# Gender Classificaton


## Imports

In [1]:
import os
import sys
from scrape import get_remote_tgz_files, download_extract_files
from parse import paths, parse_readme
from pathlib import Path
import sqlite3
import librosa
import librosa.display
import IPython.display
import numpy

## Input variables

In [2]:
SOURCE_URL = '''http://www.repository.voxforge1.org/downloads/SpeechCorpus/Trunk/Audio/Main/16kHz_16bit/'''
DATA_DIR = '''data'''
DB = '''genderclass.db'''

## Scrape data
Only files not already downloaded and extracted will be fetched.

In [3]:
data_folder = Path(DATA_DIR)
urls = get_remote_tgz_files(SOURCE_URL)
download_extract_files(urls, data_folder)

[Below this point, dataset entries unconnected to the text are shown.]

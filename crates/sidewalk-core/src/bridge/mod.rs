pub mod protocol;
pub mod snapshot;

pub use protocol::{EntityInstance, EntityKind, FrameLayout, HUD_FLOATS, PROTOCOL_VERSION};
pub use snapshot::SnapshotBuffer;
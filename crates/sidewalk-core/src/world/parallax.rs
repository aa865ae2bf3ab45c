/// One background strip. The renderer draws `texture` tiled at `offset()`.
#[derive(Debug, Clone, PartialEq)]
pub struct ParallaxLayer {
    pub name: &'static str,
    /// Multiplier on the world scroll speed.
    pub speed: f64,
    pub scale: f64,
    /// Unscaled width of one texture tile.
    pub tile_width: f64,
    pub scroll_x: f64,
}

impl ParallaxLayer {
    pub const fn new(name: &'static str, speed: f64, scale: f64, tile_width: f64) -> Self {
        Self {
            name,
            speed,
            scale,
            tile_width,
            scroll_x: 0.0,
        }
    }

    pub fn advance(&mut self, scroll_speed: f64, dt: f64, direction: f64) {
        self.scroll_x += scroll_speed * self.speed * dt * direction;
    }

    /// Scroll position folded into a single tile.
    pub fn offset(&self) -> f64 {
        let tile = self.tile_width * self.scale;
        if tile > 0.0 {
            self.scroll_x.rem_euclid(tile)
        } else {
            0.0
        }
    }
}

/// Sky, buildings, trees, then the fence and sidewalk the player runs on.
pub fn default_layers() -> Vec<ParallaxLayer> {
    vec![
        ParallaxLayer::new("sky", 0.1, 1.0, 1863.0),
        ParallaxLayer::new("buildings", 0.4, 1.4, 900.0),
        ParallaxLayer::new("trees", 0.7, 1.3, 912.0),
        ParallaxLayer::new("fence", 1.0, 1.5, 1000.0),
    ]
}

#[cfg(test)]
mod tests {
    use super::*;

    #[test]
    fn layers_scroll_at_their_own_rate() {
        let mut layers = default_layers();
        for layer in &mut layers {
            layer.advance(250.0, 1.0, 1.0);
        }
        let moved: Vec<f64> = layers.iter().map(|l| l.scroll_x).collect();
        assert_eq!(moved, vec![25.0, 100.0, 175.0, 250.0]);
    }

    #[test]
    fn offset_stays_inside_one_tile() {
        let mut fence = ParallaxLayer::new("fence", 1.0, 1.5, 1000.0);
        fence.scroll_x = -100.0;
        assert_eq!(fence.offset(), 1400.0);
        fence.scroll_x = 3100.0;
        assert_eq!(fence.offset(), 100.0);
    }
}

## Create DB to hold features

In [None]:
conn = sqlite3.connect(DB)
db = conn.cursor()
db.execute('''DROP TABLE IF EXISTS features''')
db.execute('''CREATE TABLE features
                     (file text, 
                      path text, 
                      female integer, 
                      age text, 
                      language text, 
                      dialect text,
                      cepstrum blob,
                      n_mfcc integer,
                      n_frames integer)''')
conn.commit()
conn.close()

## Extract features
Silence trimmed at beginning and end of each file.

MFCC extracted (with default librosa settings).

Save into database.

In [None]:
import datetime
print(datetime.datetime.now())

data_folder = Path(DATA_DIR)
conn = sqlite3.connect(DB)
db = conn.cursor()
samples = os.listdir(data_folder)

skipped = []
for sample in samples:
    (wav_folder, readme_path) = paths(data_folder, sample)

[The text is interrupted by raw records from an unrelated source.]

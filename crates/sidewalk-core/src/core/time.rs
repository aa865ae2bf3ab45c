/// Variable-step frame clock.
///
/// The simulation integrates with the real frame delta, clamped so a stalled
/// tab does not tunnel entities through each other on resume.
#[derive(Debug, Clone)]
pub struct FrameClock {
    /// Upper bound for a single simulated step.
    max_dt: f64,
    paused: bool,
    /// Simulated seconds since start (excludes paused time).
    elapsed: f64,
    frames: u64,
}

impl FrameClock {
    pub fn new(max_dt: f64) -> Self {
        Self {
            max_dt,
            paused: false,
            elapsed: 0.0,
            frames: 0,
        }
    }

    /// Convert a raw frame delta into the step to simulate.
    /// Returns `None` while paused or for a non-positive delta.
    pub fn step(&mut self, frame_dt: f64) -> Option<f64> {
        if self.paused || frame_dt.is_nan() || frame_dt <= 0.0 {
            return None;
        }
        let dt = if frame_dt > self.max_dt {
            log::warn!("frame delta {:.3}s clamped to {:.3}s", frame_dt, self.max_dt);
            self.max_dt
        } else {
            frame_dt
        };
        self.elapsed += dt;
        self.frames += 1;
        Some(dt)
    }

    pub fn pause(&mut self) {
        self.paused = true;
    }

    pub fn resume(&mut self) {
        self.paused = false;
    }

    pub fn is_paused(&self) -> bool {
        self.paused
    }

    pub fn elapsed(&self) -> f64 {
        self.elapsed
    }

    pub fn frame_count(&self) -> u64 {
        self.frames
    }

    pub fn max_dt(&self) -> f64 {
        self.max_dt
    }

    pub fn reset(&mut self) {
        self.elapsed = 0.0;
        self.frames = 0;
        self.paused = false;
    }
}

    if(wav_folder is None or readme_path is None):
        skipped.append(wav_folder)
        continue;

    meta = parse_readme(readme_path)
    if(not 'gender' in meta):
        skipped.append(wav_folder)
        continue;
    try:
        wavs = os.listdir(wav_folder)
        for wav in wavs:
            y, fs = librosa.load(wav_folder / wav, sr=None)
            y, idx = librosa.effects.trim(y)
            mfcc = librosa.feature.mfcc(y, fs)

            db.execute('''INSERT INTO features VALUES
             (?,?,?,?,?,?,?,?,?)''', 
                (wav[:-4], 
                str(wav_folder), 
                meta['gender'] == 'female', 
                meta.get('age range', ''), 
                meta.get('language', ''), 
                meta.get('pronunciation dialect',''),
                bytes(memoryview(mfcc)),
                mfcc.shape[0],
                mfcc.shape[1]))

        conn.commit()
    except Exception as e:
        print(wav_folder)
        print("type error: " + str(e))
        print(traceback.format_exc())



conn.close()
print(datetime.datetime.now())
print(len(skipped))

2019-03-25 21:43:11.750068


In [None]:
## remember taht you might have to transpose mfcc to train!

In [None]:
## Possibly rewisit narrower frames:
#spec = librosa.feature.melspectrogram(y=y, sr=fs, S=None, n_fft=400, hop_length=160, power=2.0)
#mfcc1 = librosa.feature.mfcc(y, fs, S=numpy.log(spec))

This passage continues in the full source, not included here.